Acquari è un progetto che vede la luce grazie all’unione dell’artista Gabriele Lopez (che è allo stesso tempo autore e frontman) e del produttore Francesco Arpino, entrambi nati sotto il segno dell’acquario. L’obiettivo è quello di dare alla musica un linguaggio estremamente facile, che possa essere capito da chiunque, ma che abbia di fondo sempre un messaggio dalla forte valenza sociale.
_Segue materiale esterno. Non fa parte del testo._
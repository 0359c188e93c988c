//! BM1684.
//!
//! The oldest family: no TIU system instruction, and no local layouts
//! beyond the compact and EU-aligned ones.

use tdb_target::{CmdQueue, Layout, MType, MemRegion, RecordDecoder, Target};

use super::{ChipTables, Lanes, GIB, KIB, MIB};
use crate::contract::ChipContract;
use crate::merge::MergeRule;
use crate::registry::ChipRegistration;

pub const REGISTRATION: ChipRegistration = ChipRegistration {
    target: Target::Bm1684,
    construct,
};

fn construct() -> tdb_target::Result<Box<dyn ChipContract>> {
    Ok(Box::new(Bm1684::new()?))
}

const MERGE: MergeRule = MergeRule {
    primary: CmdQueue::Tiu,
    strip_trailing_sys: true,
};

#[derive(Debug)]
pub struct Bm1684 {
    tables: ChipTables,
}

impl Bm1684 {
    pub fn new() -> tdb_target::Result<Self> {
        let tables = ChipTables::new(
            &[
                (MType::Local, MemRegion::new(0x0800_0000, 32 * MIB)),
                (MType::Static, MemRegion::new(0x0A00_0000, 64 * KIB)),
                (MType::Global, MemRegion::new(0x1_0000_0000, 4 * GIB)),
            ],
            Lanes {
                npu_num: 64,
                align_eu_base: 128,
                lane_bytes: 512 * KIB,
            },
            None,
            Some(7),
            RecordDecoder::new(128, 112),
        )?;
        Ok(Self { tables })
    }
}

table_chip!(
    Bm1684,
    target: Target::Bm1684,
    merge: MERGE,
    reject: [Layout::T3, Layout::T4, Layout::T5],
);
«Vengo da un passato da fruitore di musica rock anni ’90 che mi è rimasto dentro in qualche modo. – ci dice Gabriele – Sono passato dalla chitarra elettrica a quella acustica e da un impatto molto forte ad uno molto riflessivo. Ho fatto in passato album molto rock. Poi con The Niro un lavoro in sottrazione e anche quel passaggio mi ha fatto crescere. Ho spaziato molto. Le collaborazioni ti danno molte prospettive, il processo creativo è personale ma la cooperazione con le persone ovviamente quelle giuste crea qualcosa di più bello e impattante. Con Acquari mi volevo sentire libero e staccato dall’idea di me stesso. Ne ho trovato giovamento».

E sul doppiaggio, Gabriele ci conferma che la musica e la recitazione sono – alla fine – vasi comunicanti. Oggi più che mai.

«Ormai il doppiatore si occupa sia della recitazione che la parte cantata. – conclude – Quando reciti sei qualcun altro, quando suoni ti metti un po’ più a nudo».